■ Brief
Go to the line containing "type Error = Refused;" in the records below and print it and every following line exactly, on through the line containing "use crate::*;", then stop.

■ Saved data entries
----
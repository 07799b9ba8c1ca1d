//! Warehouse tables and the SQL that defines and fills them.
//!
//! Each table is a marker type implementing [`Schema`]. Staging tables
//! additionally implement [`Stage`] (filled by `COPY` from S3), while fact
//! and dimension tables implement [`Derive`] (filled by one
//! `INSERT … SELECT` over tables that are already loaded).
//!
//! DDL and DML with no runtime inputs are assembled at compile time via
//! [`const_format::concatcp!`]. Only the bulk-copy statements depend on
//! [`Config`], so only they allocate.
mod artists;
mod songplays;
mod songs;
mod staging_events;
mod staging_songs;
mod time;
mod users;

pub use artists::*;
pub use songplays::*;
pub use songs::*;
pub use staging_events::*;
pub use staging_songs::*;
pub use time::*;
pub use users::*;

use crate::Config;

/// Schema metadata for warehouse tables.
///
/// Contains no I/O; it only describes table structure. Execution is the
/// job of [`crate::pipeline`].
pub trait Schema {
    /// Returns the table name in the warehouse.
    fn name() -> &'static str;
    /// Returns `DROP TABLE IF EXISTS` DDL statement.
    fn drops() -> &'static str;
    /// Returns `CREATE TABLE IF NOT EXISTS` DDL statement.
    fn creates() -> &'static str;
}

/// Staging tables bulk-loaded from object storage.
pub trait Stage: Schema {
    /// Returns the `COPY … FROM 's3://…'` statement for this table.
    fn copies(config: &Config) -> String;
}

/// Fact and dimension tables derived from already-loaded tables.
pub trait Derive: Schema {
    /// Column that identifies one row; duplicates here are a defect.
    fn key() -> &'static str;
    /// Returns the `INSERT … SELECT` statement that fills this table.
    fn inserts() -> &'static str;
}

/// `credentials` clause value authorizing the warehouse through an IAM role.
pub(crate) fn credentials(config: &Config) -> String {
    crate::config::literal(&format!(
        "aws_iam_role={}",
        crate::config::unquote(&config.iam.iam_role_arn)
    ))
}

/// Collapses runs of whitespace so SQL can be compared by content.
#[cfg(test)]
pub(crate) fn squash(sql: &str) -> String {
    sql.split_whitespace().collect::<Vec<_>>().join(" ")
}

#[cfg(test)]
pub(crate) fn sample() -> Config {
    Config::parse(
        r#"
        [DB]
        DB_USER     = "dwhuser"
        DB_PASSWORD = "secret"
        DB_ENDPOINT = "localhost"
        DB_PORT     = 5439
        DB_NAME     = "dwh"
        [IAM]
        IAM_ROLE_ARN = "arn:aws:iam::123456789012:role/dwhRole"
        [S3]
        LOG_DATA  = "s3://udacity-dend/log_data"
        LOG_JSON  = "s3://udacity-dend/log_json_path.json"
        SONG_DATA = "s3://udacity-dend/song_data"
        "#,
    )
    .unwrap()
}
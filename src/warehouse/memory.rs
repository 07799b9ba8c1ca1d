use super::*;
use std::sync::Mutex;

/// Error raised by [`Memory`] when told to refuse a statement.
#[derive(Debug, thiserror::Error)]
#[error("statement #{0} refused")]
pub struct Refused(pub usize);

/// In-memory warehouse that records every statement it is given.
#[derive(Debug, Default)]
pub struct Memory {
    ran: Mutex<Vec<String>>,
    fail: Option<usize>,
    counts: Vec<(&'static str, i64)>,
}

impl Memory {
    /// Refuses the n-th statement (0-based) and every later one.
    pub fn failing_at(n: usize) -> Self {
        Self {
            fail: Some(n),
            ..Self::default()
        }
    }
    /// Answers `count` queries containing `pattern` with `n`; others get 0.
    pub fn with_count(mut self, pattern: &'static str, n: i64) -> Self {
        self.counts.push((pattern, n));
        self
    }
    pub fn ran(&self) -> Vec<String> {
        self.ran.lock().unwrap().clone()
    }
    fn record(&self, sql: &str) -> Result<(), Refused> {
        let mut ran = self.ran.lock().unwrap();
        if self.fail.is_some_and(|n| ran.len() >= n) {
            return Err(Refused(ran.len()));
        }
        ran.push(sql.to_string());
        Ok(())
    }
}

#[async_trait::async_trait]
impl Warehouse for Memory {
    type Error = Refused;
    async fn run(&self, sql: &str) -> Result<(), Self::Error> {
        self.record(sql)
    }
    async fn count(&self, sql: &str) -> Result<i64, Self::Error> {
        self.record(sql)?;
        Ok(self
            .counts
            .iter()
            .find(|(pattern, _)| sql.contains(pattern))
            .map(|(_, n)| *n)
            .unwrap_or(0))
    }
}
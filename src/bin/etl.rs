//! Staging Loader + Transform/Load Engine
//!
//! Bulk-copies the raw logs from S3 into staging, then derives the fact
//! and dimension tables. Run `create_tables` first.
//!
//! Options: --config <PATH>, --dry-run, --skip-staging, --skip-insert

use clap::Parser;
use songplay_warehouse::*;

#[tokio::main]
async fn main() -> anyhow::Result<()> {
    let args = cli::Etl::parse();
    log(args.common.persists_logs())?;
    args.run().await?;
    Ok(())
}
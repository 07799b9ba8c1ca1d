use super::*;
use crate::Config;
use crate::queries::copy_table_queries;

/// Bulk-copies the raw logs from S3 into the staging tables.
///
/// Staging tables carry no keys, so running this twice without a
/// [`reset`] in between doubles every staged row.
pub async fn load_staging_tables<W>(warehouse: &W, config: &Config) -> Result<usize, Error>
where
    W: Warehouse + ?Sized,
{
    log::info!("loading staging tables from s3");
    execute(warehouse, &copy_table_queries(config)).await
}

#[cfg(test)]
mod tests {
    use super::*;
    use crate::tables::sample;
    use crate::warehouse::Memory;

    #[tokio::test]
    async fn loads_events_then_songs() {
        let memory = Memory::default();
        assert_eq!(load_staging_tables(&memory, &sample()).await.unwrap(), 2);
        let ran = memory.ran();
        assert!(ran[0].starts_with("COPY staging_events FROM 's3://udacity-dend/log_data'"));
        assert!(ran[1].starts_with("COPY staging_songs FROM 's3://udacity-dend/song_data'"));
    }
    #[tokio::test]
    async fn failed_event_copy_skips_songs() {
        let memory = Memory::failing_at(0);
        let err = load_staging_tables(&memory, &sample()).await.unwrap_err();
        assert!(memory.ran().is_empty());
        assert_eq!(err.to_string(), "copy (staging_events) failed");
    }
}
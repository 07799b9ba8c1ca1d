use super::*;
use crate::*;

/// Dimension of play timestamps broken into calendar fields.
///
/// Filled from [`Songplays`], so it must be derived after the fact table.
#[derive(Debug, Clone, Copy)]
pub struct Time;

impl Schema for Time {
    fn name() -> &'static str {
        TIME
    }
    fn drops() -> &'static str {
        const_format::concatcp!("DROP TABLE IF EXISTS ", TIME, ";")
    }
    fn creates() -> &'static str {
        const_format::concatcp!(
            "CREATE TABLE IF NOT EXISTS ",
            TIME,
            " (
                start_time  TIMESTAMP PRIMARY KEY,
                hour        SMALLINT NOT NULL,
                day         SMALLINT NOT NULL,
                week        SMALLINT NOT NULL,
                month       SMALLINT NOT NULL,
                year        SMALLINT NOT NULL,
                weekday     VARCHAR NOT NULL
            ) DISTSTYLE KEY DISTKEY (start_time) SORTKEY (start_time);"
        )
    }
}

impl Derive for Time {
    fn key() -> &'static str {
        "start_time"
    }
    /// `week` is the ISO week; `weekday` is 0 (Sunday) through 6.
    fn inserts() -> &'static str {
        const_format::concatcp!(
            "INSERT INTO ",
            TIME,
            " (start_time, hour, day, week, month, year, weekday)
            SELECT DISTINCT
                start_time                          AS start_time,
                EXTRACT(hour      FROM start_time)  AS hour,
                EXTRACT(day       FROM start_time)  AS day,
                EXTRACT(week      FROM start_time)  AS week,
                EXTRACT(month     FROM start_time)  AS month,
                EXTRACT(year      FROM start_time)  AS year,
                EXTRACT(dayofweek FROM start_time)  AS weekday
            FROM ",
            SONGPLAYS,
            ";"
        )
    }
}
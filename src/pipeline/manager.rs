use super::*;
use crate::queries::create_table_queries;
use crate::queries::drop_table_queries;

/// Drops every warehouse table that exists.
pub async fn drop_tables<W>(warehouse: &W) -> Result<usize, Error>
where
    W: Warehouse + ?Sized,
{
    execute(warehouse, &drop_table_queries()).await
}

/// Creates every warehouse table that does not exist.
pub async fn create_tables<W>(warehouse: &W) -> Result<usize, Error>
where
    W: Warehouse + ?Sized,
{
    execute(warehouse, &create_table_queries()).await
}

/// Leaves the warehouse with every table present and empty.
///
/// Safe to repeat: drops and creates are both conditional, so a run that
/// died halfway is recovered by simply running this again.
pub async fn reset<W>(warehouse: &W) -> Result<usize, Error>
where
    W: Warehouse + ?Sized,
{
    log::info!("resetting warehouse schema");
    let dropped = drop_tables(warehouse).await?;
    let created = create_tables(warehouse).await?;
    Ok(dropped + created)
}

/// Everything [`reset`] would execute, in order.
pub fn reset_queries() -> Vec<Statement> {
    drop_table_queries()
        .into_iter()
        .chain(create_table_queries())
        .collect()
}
----
■ Task result
    type Error = Refused;
    async fn run(&self, sql: &str) -> Result<(), Self::Error> {
        self.record(sql)
    }
    async fn count(&self, sql: &str) -> Result<i64, Self::Error> {
        self.record(sql)?;
        Ok(self
            .counts
            .iter()
            .find(|(pattern, _)| sql.contains(pattern))
            .map(|(_, n)| *n)
            .unwrap_or(0))
    }
}
filename src/bin/etl.rs
//! Staging Loader + Transform/Load Engine
//!
//! Bulk-copies the raw logs from S3 into staging, then derives the fact
//! and dimension tables. Run `create_tables` first.
//!
//! Options: --config <PATH>, --dry-run, --skip-staging, --skip-insert

use clap::Parser;
use songplay_warehouse::*;

#[tokio::main]
async fn main() -> anyhow::Result<()> {
    let args = cli::Etl::parse();
    log(args.common.persists_logs())?;
    args.run().await?;
    Ok(())
}
repository 07799b9ba8c1ca1d
use super::*;
use crate::Config;
use crate::queries::copy_table_queries;

/// Bulk-copies the raw logs from S3 into the staging tables.
///
/// Staging tables carry no keys, so running this twice without a
/// [`reset`] in between doubles every staged row.
pub async fn load_staging_tables<W>(warehouse: &W, config: &Config) -> Result<usize, Error>
where
    W: Warehouse + ?Sized,
{
    log::info!("loading staging tables from s3");
    execute(warehouse, &copy_table_queries(config)).await
}

#[cfg(test)]
mod tests {
    use super::*;
    use crate::tables::sample;
    use crate::warehouse::Memory;

    #[tokio::test]
    async fn loads_events_then_songs() {
        let memory = Memory::default();
        assert_eq!(load_staging_tables(&memory, &sample()).await.unwrap(), 2);
        let ran = memory.ran();
        assert!(ran[0].starts_with("COPY staging_events FROM 's3://udacity-dend/log_data'"));
        assert!(ran[1].starts_with("COPY staging_songs FROM 's3://udacity-dend/song_data'"));
    }
    #[tokio::test]
    async fn failed_event_copy_skips_songs() {
        let memory = Memory::failing_at(0);
        let err = load_staging_tables(&memory, &sample()).await.unwrap_err();
        assert!(memory.ran().is_empty());
        assert_eq!(err.to_string(), "copy (staging_events) failed");
    }
}
repository 07799b9ba8c1ca1d
use super::*;
use crate::*;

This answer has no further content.